Trustees spent more than three hours on the Thurston Elementary site plan after a public comment period dominated by pleas to “Stage Thurston” and preserve the Thurston Nature Center. Community members warned the board the current on‑site rebuild would reduce outdoor playspace, place classrooms near water and fragment a long‑tended habitat.
“Stage Thurston,” multiple speakers told the board during public comment; parents and students said staging would protect the nature center and avoid exposing children to a multi‑year construction zone. Several speakers argued the proposed site sits on a known floodplain and pointed to potential long‑term environmental and liability risks.
The bond program team and Gilbane Building Company presented technical and schedule information and urged trustees not to adopt staging for Thurston. “The team does not recommend staging for the new Thurston Elementary School,” Stephanie Corona, project executive from Gilbane, told the board, explaining constraints around classroom counts, program differences among schools and the lack of an appropriate host site nearby.
Finance staff also warned of fiscal and legal constraints tied to bond timing. “Once we issue those bonds… we have three years to spend the money,” the district’s finance director said, noting federal and IRS rules on arbitrage and the way bond schedules were calibrated to a millage plan voters approved.

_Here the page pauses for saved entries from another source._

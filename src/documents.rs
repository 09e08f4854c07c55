//! XML source document handling
//!
//! This module reads the XML surface form of a module into an owned element
//! tree. Namespace prefixes are resolved against the in-scope `xmlns`
//! declarations while reading, entity references are decoded, and invalid
//! UTF-8 is rejected at the octet level.

use crate::error::{Error, Result, SyntaxError};
use crate::namespaces::NamespaceStack;
use quick_xml::events::{BytesStart, Event};
use quick_xml::Reader;

/// An attribute of an element.
///
/// Attributes with no prefix belong to no namespace.
#[derive(Debug, Clone)]
pub struct Attribute {
    /// Attribute prefix, if any
    pub prefix: Option<String>,
    /// Local attribute name
    pub local: String,
    /// Decoded attribute value
    pub value: String,
}

/// XML element in the source document tree
#[derive(Debug, Clone)]
pub struct Element {
    /// Element prefix, if any
    pub prefix: Option<String>,
    /// Local element name
    pub local: String,
    /// Resolved namespace URI, if the element is in a namespace
    pub namespace: Option<String>,
    /// Element attributes, in source order
    pub attributes: Vec<Attribute>,
    /// Decoded character data, if any
    pub text: Option<String>,
    /// Child elements
    pub children: Vec<Element>,
    /// Line of the start tag (1-based)
    pub line: usize,
    /// Column of the start tag (1-based)
    pub column: usize,
}

impl Element {
    fn new(prefix: Option<String>, local: String, line: usize, column: usize) -> Self {
        Self {
            prefix,
            local,
            namespace: None,
            attributes: Vec::new(),
            text: None,
            children: Vec::new(),
            line,
            column,
        }
    }

    /// Get an attribute value by local name, ignoring prefixed attributes
    pub fn attribute(&self, local: &str) -> Option<&str> {
        self.attributes
            .iter()
            .find(|a| a.prefix.is_none() && a.local == local)
            .map(|a| a.value.as_str())
    }
}

/// Parsed XML source document
#[derive(Debug)]
pub struct Document {
    /// Root element of the document
    pub root: Element,
}

impl Document {
    /// Parse an XML document from a string
    pub fn from_string(xml: &str) -> Result<Self> {
        Self::parse(xml.as_bytes())
    }

    /// Parse an XML document from bytes
    pub fn parse(xml: &[u8]) -> Result<Self> {
        if let Err(e) = std::str::from_utf8(xml) {
            let (line, column) = line_col(xml, e.valid_up_to());
            return Err(Error::Syntax(
                SyntaxError::new("invalid UTF-8 in input").at(line, column),
            ));
        }

        let mut reader = Reader::from_reader(xml);
        reader.trim_text(true);

        let mut namespaces = NamespaceStack::new();
        let mut element_stack: Vec<Element> = Vec::new();
        let mut root: Option<Element> = None;
        let mut buf = Vec::new();

        loop {
            let position = reader.buffer_position();
            match reader.read_event_into(&mut buf) {
                Ok(Event::Start(e)) => {
                    namespaces.push_scope();
                    let element = parse_start(&e, &mut namespaces, xml, position)?;
                    element_stack.push(element);
                }
                Ok(Event::End(_)) => {
                    namespaces.pop_scope();
                    let current = element_stack.pop().ok_or_else(|| {
                        let (line, column) = line_col(xml, position);
                        Error::Syntax(SyntaxError::new("unexpected end tag").at(line, column))
                    })?;
                    match element_stack.last_mut() {
                        Some(parent) => parent.children.push(current),
                        None => root = Some(current),
                    }
                }
                Ok(Event::Empty(e)) => {
                    namespaces.push_scope();
                    let element = parse_start(&e, &mut namespaces, xml, position)?;
                    namespaces.pop_scope();
                    match element_stack.last_mut() {
                        Some(parent) => parent.children.push(element),
                        None => root = Some(element),
                    }
                }
                Ok(Event::Text(e)) => {
                    if let Some(current) = element_stack.last_mut() {
                        let text = e.unescape().map_err(|err| {
                            let (line, column) = line_col(xml, position);
                            Error::Syntax(
                                SyntaxError::new(format!("bad character data: {}", err))
                                    .at(line, column),
                            )
                        })?;
                        if !text.trim().is_empty() {
                            current.text = Some(text.into_owned());
                        }
                    }
                }
                Ok(Event::Eof) => break,
                Ok(_) => {} // comments, processing instructions, declarations
                Err(e) => {
                    let (line, column) = line_col(xml, reader.buffer_position());
                    return Err(Error::Syntax(
                        SyntaxError::new(format!("{}", e)).at(line, column),
                    ));
                }
            }
            buf.clear();
        }

        match root {
            Some(root) => Ok(Document { root }),
            None => Err(Error::Syntax(SyntaxError::new("no root element").at(1, 1))),
        }
    }
}

/// Parse a start (or empty) tag into an Element with resolved namespace
fn parse_start(
    start: &BytesStart,
    namespaces: &mut NamespaceStack,
    input: &[u8],
    position: usize,
) -> Result<Element> {
    let (line, column) = line_col(input, position);

    let name = std::str::from_utf8(start.name().as_ref())
        .map_err(|_| Error::Syntax(SyntaxError::new("invalid element name").at(line, column)))?
        .to_string();

    let (prefix, local) = match name.split_once(':') {
        Some((p, l)) => (Some(p.to_string()), l.to_string()),
        None => (None, name),
    };

    let mut element = Element::new(prefix, local, line, column);

    for attr_result in start.attributes() {
        let attr = attr_result.map_err(|e| {
            Error::Syntax(SyntaxError::new(format!("bad attribute: {}", e)).at(line, column))
        })?;
        let attr_name = std::str::from_utf8(attr.key.as_ref()).map_err(|_| {
            Error::Syntax(SyntaxError::new("invalid attribute name").at(line, column))
        })?;
        let attr_value = attr
            .unescape_value()
            .map_err(|e| {
                Error::Syntax(
                    SyntaxError::new(format!("bad attribute value: {}", e)).at(line, column),
                )
            })?
            .into_owned();

        if attr_name == "xmlns" {
            namespaces.declare_default(&attr_value);
        } else if let Some(prefix) = attr_name.strip_prefix("xmlns:") {
            namespaces.declare_prefix(prefix, &attr_value);
        } else {
            let (aprefix, alocal) = match attr_name.split_once(':') {
                Some((p, l)) => (Some(p.to_string()), l.to_string()),
                None => (None, attr_name.to_string()),
            };
            element.attributes.push(Attribute {
                prefix: aprefix,
                local: alocal,
                value: attr_value,
            });
        }
    }

    element.namespace = namespaces
        .resolve_element(element.prefix.as_deref())
        .map(|s| s.to_string());

    Ok(element)
}

/// Compute a 1-based line/column pair for a byte offset
pub(crate) fn line_col(input: &[u8], offset: usize) -> (usize, usize) {
    let offset = offset.min(input.len());
    let mut line = 1;
    let mut col = 1;
    for &b in &input[..offset] {
        if b == b'\n' {
            line += 1;
            col = 1;
        } else {
            col += 1;
        }
    }
    (line, col)
}

#[cfg(test)]
mod tests {
    use super::*;

    #[test]
    fn test_parse_simple() {
        let xml = r#"<module name="m"><leaf name="l"/></module>"#;
        let doc = Document::from_string(xml).unwrap();

        assert_eq!(doc.root.local, "module");
        assert_eq!(doc.root.attribute("name"), Some("m"));
        assert_eq!(doc.root.children.len(), 1);
        assert_eq!(doc.root.children[0].local, "leaf");
    }

    #[test]
    fn test_namespace_resolution() {
        let xml = r#"<module xmlns="urn:ietf:params:xml:ns:yang:yin:1" name="m">
            <ext:note xmlns:ext="urn:example:ext" name="n"/>
        </module>"#;
        let doc = Document::from_string(xml).unwrap();

        assert_eq!(
            doc.root.namespace.as_deref(),
            Some("urn:ietf:params:xml:ns:yang:yin:1")
        );
        let note = &doc.root.children[0];
        assert_eq!(note.prefix.as_deref(), Some("ext"));
        assert_eq!(note.namespace.as_deref(), Some("urn:example:ext"));
    }

    #[test]
    fn test_text_and_entities() {
        let xml = "<description><text>a &lt; b &amp; c&#x21;</text></description>";
        let doc = Document::from_string(xml).unwrap();

        let text = &doc.root.children[0];
        assert_eq!(text.local, "text");
        assert_eq!(text.text.as_deref(), Some("a < b & c!"));
    }

    #[test]
    fn test_invalid_utf8_rejected() {
        let bytes = b"<module name=\"\xff\"/>";
        let err = Document::parse(bytes).unwrap_err();
        assert!(matches!(err, Error::Syntax(_)));
        assert!(format!("{}", err).contains("UTF-8"));
    }

    #[test]
    fn test_error_position() {
        let xml = "<module>\n  <unclosed>\n</module>";
        let err = Document::from_string(xml).unwrap_err();
        let msg = format!("{}", err);
        assert!(msg.contains("line"));
    }

    #[test]
    fn test_unprefixed_attribute_has_no_namespace() {
        let xml = r#"<module xmlns="urn:ns" name="m"/>"#;
        let doc = Document::from_string(xml).unwrap();
        let attr = &doc.root.attributes[0];
        assert!(attr.prefix.is_none());
        assert_eq!(attr.local, "name");
    }
}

Trustees pressed the bond team on alternatives — modular classrooms, moving play areas, or shifting building footprints — and asked staff about environmental work. Bond and district staff said they have conducted standard Phase I/II site assessments, soils tests, habitat reviews, noise and traffic evaluations and that those reports will be bundled for public review. They said some adjustments to the site plan have already reduced impacts to habitat and stormwater management.
Trustee Mohammed moved that the board receive the final bundled environmental and technical reports and vote on any final Thurston plan before construction work begins; after debate about precedent and timing, the motion failed on a 3–3 vote. District staff said tree and limited habitat work is scheduled to begin in early spring and that full construction would begin after school is out.
What happens next: staff will publish completed reports and continue community outreach; construction procurement timelines continued to move toward spring trade contract approvals unless the board takes a formal pause. The bond team said delays carry costs, scheduling complications for other district projects and potential bond‑issuance timing risks.
Provenance: Bond team presentation and staff briefings on staging, site constraints and environmental work; extended public comment remarks opposing on‑site rebuilding; trustee questions and the failed motion to require a board vote prior to construction (board discussion and staff responses).